- Exercise inputs
··········

use std::time::Instant;

use anyhow::Result;
use tracing::info;

use linkstash::{Config, ExtractorRouter};

use super::output::print_content;
use crate::OutputFormat;

pub async fn cmd_extract(url: &str, config: &Config, format: OutputFormat) -> Result<()> {
    let router = ExtractorRouter::from_config(config)?;

    let start = Instant::now();
    let content = router.extract(url).await;
    info!("Extracted in {:.0}ms", start.elapsed().as_secs_f64() * 1000.0);

    print_content(&content, format)
}
//! Integration tests for the classification provider chain against mock APIs.

use serde_json::json;
use wiremock::matchers::{body_string_contains, header, method, path, query_param};
use wiremock::{Mock, MockServer, ResponseTemplate};

use linkstash::{Category, Classifier, ClassifyInput, Config, Platform};

fn config_for(server: &MockServer, gemini_key: Option<&str>, cohere_key: Option<&str>) -> Config {
    let mut config = Config::default();
    config.gemini.base_url = format!("{}/v1beta", server.uri());
    config.gemini.api_key = gemini_key.map(String::from);
    config.cohere.base_url = format!("{}/v2", server.uri());
    config.cohere.api_key = cohere_key.map(String::from);
    config
}

fn pasta() -> ClassifyInput {
    ClassifyInput {
        title: "chefmaria's Reel".into(),
        caption: "Creamy garlic butter pasta in 15 minutes #pasta #dinner".into(),
        platform: Platform::Instagram,
        author: "chefmaria".into(),
        url: "https://www.instagram.com/reel/Cx7yZ1qLk9W/".into(),
    }
}

fn gemini_reply(text: &str) -> serde_json::Value {
    json!({
        "candidates": [{
            "content": { "role": "model", "parts": [{ "text": text }] },
            "finishReason": "STOP"
        }]
    })
}

fn cohere_reply(text: &str) -> serde_json::Value {
    json!({
        "id": "c-1",
        "finish_reason": "COMPLETE",
        "message": {
            "role": "assistant",
            "content": [{ "type": "text", "text": text }]
        }
    })
}

const PASTA_JSON: &str = r##"{"title":"Creamy Garlic Butter Pasta","category":"Food","tags":["pasta","Garlic","#dinner","viral"],"summary":"A 15 minute creamy garlic butter pasta."}"##;

#[tokio::test]
async fn gemini_result_is_used_when_configured() {
    let server = MockServer::start().await;
    Mock::given(method("POST"))
        .and(path("/v1beta/models/gemini-2.0-flash:generateContent"))
        .and(query_param("key", "g-key"))
        .and(body_string_contains("Platform: instagram"))
        .respond_with(ResponseTemplate::new(200).set_body_json(gemini_reply(PASTA_JSON)))
        .expect(1)
        .mount(&server)
        .await;

    let classifier = Classifier::from_config(&config_for(&server, Some("g-key"), None)).unwrap();
    let result = classifier.classify(&pasta()).await;

    assert_eq!(result.title, "Creamy Garlic Butter Pasta");
    assert_eq!(result.category, Category::Food);
    assert_eq!(result.tags, vec!["pasta", "garlic", "dinner"]);
}

#[tokio::test]
async fn cohere_runs_when_gemini_fails() {
    let server = MockServer::start().await;
    Mock::given(method("POST"))
        .and(path("/v1beta/models/gemini-2.0-flash:generateContent"))
        .respond_with(ResponseTemplate::new(429).set_body_string("quota exceeded"))
        .expect(1)
        .mount(&server)
        .await;
    Mock::given(method("POST"))
        .and(path("/v2/chat"))
        .and(header("authorization", "Bearer c-key"))
        .respond_with(
            ResponseTemplate::new(200)
                .set_body_json(cohere_reply(&format!("```json\n{PASTA_JSON}\n```"))),
        )
        .expect(1)
        .mount(&server)
        .await;

    let classifier =
        Classifier::from_config(&config_for(&server, Some("g-key"), Some("c-key"))).unwrap();
    let result = classifier.classify(&pasta()).await;

    assert_eq!(result.category, Category::Food);
    assert_eq!(result.summary, "A 15 minute creamy garlic butter pasta.");
}

#[tokio::test]
async fn malformed_json_everywhere_falls_back_to_keywords() {
    let server = MockServer::start().await;
    Mock::given(method("POST"))
        .and(path("/v1beta/models/gemini-2.0-flash:generateContent"))
        .respond_with(ResponseTemplate::new(200).set_body_json(gemini_reply("Sure! Category: Food")))
        .mount(&server)
        .await;
    Mock::given(method("POST"))
        .and(path("/v2/chat"))
        .respond_with(ResponseTemplate::new(200).set_body_json(cohere_reply("{\"title\": ")))
        .mount(&server)
        .await;

    let classifier =
        Classifier::from_config(&config_for(&server, Some("g-key"), Some("c-key"))).unwrap();
    let result = classifier.classify(&pasta()).await;

    // pasta, dinner, chef, cook... all Food keywords
    assert_eq!(result.category, Category::Food);
    assert_eq!(&result.tags[..2], ["pasta", "dinner"]);
    assert!(!result.summary.is_empty());
}

#[tokio::test]
async fn unconfigured_chain_makes_no_requests() {
    let server = MockServer::start().await;
    Mock::given(method("POST"))
        .respond_with(ResponseTemplate::new(200).set_body_json(gemini_reply(PASTA_JSON)))
        .expect(0)
        .mount(&server)
        .await;

    let classifier = Classifier::from_config(&config_for(&server, None, None)).unwrap();
    let input = ClassifyInput {
        caption: "5 minute leg workout for beginners #fitness #legday".into(),
        platform: Platform::Instagram,
        ..Default::default()
    };
    let result = classifier.classify(&input).await;

    assert_eq!(result.category, Category::Fitness);
    assert!(result.tags.contains(&"fitness".to_string()));
    assert!(result.tags.contains(&"legday".to_string()));
}

#[tokio::test]
async fn unknown_provider_category_is_uncategorized() {
    let server = MockServer::start().await;
    Mock::given(method("POST"))
        .and(path("/v2/chat"))
        .respond_with(ResponseTemplate::new(200).set_body_json(cohere_reply(
            r#"{"title":"Creamy Garlic Butter Pasta","category":"Culinary Arts","tags":["pasta"],"summary":"Pasta."}"#,
        )))
        .mount(&server)
        .await;

    let classifier = Classifier::from_config(&config_for(&server, None, Some("c-key"))).unwrap();
    let result = classifier.classify(&pasta()).await;

    assert_eq!(result.category, Category::Uncategorized);
    assert_eq!(result.title, "Creamy Garlic Butter Pasta");
}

··········

- What this task involves
Print all the data above word for word.

- Task solution
use std::time::Instant;

use anyhow::Result;
use tracing::info;

use linkstash::{Config, ExtractorRouter};

use super::output::print_content;
use crate::OutputFormat;

pub async fn cmd_extract(url: &str, config: &Config, format: OutputFormat) -> Result<()> {
    let router = ExtractorRouter::from_config(config)?;

    let start = Instant::now();
    let content = router.extract(url).await;
    info!("Extracted in {:.0}ms", start.elapsed().as_secs_f64() * 1000.0);

    print_content(&content, format)
}
//! Integration tests for the classification provider chain against mock APIs.

use serde_json::json;
use wiremock::matchers::{body_string_contains, header, method, path, query_param};
use wiremock::{Mock, MockServer, ResponseTemplate};

use linkstash::{Category, Classifier, ClassifyInput, Config, Platform};

fn config_for(server: &MockServer, gemini_key: Option<&str>, cohere_key: Option<&str>) -> Config {
    let mut config = Config::default();
    config.gemini.base_url = format!("{}/v1beta", server.uri());
    config.gemini.api_key = gemini_key.map(String::from);
    config.cohere.base_url = format!("{}/v2", server.uri());
    config.cohere.api_key = cohere_key.map(String::from);
    config
}

fn pasta() -> ClassifyInput {
    ClassifyInput {
        title: "chefmaria's Reel".into(),
        caption: "Creamy garlic butter pasta in 15 minutes #pasta #dinner".into(),
        platform: Platform::Instagram,
        author: "chefmaria".into(),
        url: "https://www.instagram.com/reel/Cx7yZ1qLk9W/".into(),
    }
}

fn gemini_reply(text: &str) -> serde_json::Value {
    json!({
        "candidates": [{
            "content": { "role": "model", "parts": [{ "text": text }] },
            "finishReason": "STOP"
        }]
    })
}

fn cohere_reply(text: &str) -> serde_json::Value {
    json!({
        "id": "c-1",
        "finish_reason": "COMPLETE",
        "message": {
            "role": "assistant",
            "content": [{ "type": "text", "text": text }]
        }
    })
}

const PASTA_JSON: &str = r##"{"title":"Creamy Garlic Butter Pasta","category":"Food","tags":["pasta","Garlic","#dinner","viral"],"summary":"A 15 minute creamy garlic butter pasta."}"##;

#[tokio::test]
async fn gemini_result_is_used_when_configured() {
    let server = MockServer::start().await;
    Mock::given(method("POST"))
        .and(path("/v1beta/models/gemini-2.0-flash:generateContent"))
        .and(query_param("key", "g-key"))
        .and(body_string_contains("Platform: instagram"))
        .respond_with(ResponseTemplate::new(200).set_body_json(gemini_reply(PASTA_JSON)))
        .expect(1)
        .mount(&server)
        .await;

    let classifier = Classifier::from_config(&config_for(&server, Some("g-key"), None)).unwrap();
    let result = classifier.classify(&pasta()).await;

    assert_eq!(result.title, "Creamy Garlic Butter Pasta");
    assert_eq!(result.category, Category::Food);
    assert_eq!(result.tags, vec!["pasta", "garlic", "dinner"]);
}

#[tokio::test]
async fn cohere_runs_when_gemini_fails() {
    let server = MockServer::start().await;
    Mock::given(method("POST"))
        .and(path("/v1beta/models/gemini-2.0-flash:generateContent"))
        .respond_with(ResponseTemplate::new(429).set_body_string("quota exceeded"))
        .expect(1)
        .mount(&server)
        .await;
    Mock::given(method("POST"))
        .and(path("/v2/chat"))
        .and(header("authorization", "Bearer c-key"))
        .respond_with(
            ResponseTemplate::new(200)
                .set_body_json(cohere_reply(&format!("```json\n{PASTA_JSON}\n```"))),
        )
        .expect(1)
        .mount(&server)
        .await;

    let classifier =
        Classifier::from_config(&config_for(&server, Some("g-key"), Some("c-key"))).unwrap();
    let result = classifier.classify(&pasta()).await;

    assert_eq!(result.category, Category::Food);
    assert_eq!(result.summary, "A 15 minute creamy garlic butter pasta.");
}

#[tokio::test]
async fn malformed_json_everywhere_falls_back_to_keywords() {
    let server = MockServer::start().await;
    Mock::given(method("POST"))
        .and(path("/v1beta/models/gemini-2.0-flash:generateContent"))
        .respond_with(ResponseTemplate::new(200).set_body_json(gemini_reply("Sure! Category: Food")))
        .mount(&server)
        .await;
    Mock::given(method("POST"))
        .and(path("/v2/chat"))
        .respond_with(ResponseTemplate::new(200).set_body_json(cohere_reply("{\"title\": ")))
        .mount(&server)
        .await;

    let classifier =
        Classifier::from_config(&config_for(&server, Some("g-key"), Some("c-key"))).unwrap();
    let result = classifier.classify(&pasta()).await;

    // pasta, dinner, chef, cook... all Food keywords
    assert_eq!(result.category, Category::Food);
    assert_eq!(&result.tags[..2], ["pasta", "dinner"]);
    assert!(!result.summary.is_empty());
}

#[tokio::test]
async fn unconfigured_chain_makes_no_requests() {
    let server = MockServer::start().await;
    Mock::given(method("POST"))
        .respond_with(ResponseTemplate::new(200).set_body_json(gemini_reply(PASTA_JSON)))
        .expect(0)
        .mount(&server)
        .await;

    let classifier = Classifier::from_config(&config_for(&server, None, None)).unwrap();
    let input = ClassifyInput {
        caption: "5 minute leg workout for beginners #fitness #legday".into(),
        platform: Platform::Instagram,
        ..Default::default()
    };
    let result = classifier.classify(&input).await;

    assert_eq!(result.category, Category::Fitness);
    assert!(result.tags.contains(&"fitness".to_string()));
    assert!(result.tags.contains(&"legday".to_string()));
}

#[tokio::test]
async fn unknown_provider_category_is_uncategorized() {
    let server = MockServer::start().await;
    Mock::given(method("POST"))
        .and(path("/v2/chat"))
        .respond_with(ResponseTemplate::new(200).set_body_json(cohere_reply(
            r#"{"title":"Creamy Garlic Butter Pasta","category":"Culinary Arts","tags":["pasta"],"summary":"Pasta."}"#,
        )))
        .mount(&server)
        .await;

    let classifier = Classifier::from_config(&config_for(&server, None, Some("c-key"))).unwrap();
    let result = classifier.classify(&pasta()).await;

    assert_eq!(result.category, Category::Uncategorized);
    assert_eq!(result.title, "Creamy Garlic Butter Pasta");
}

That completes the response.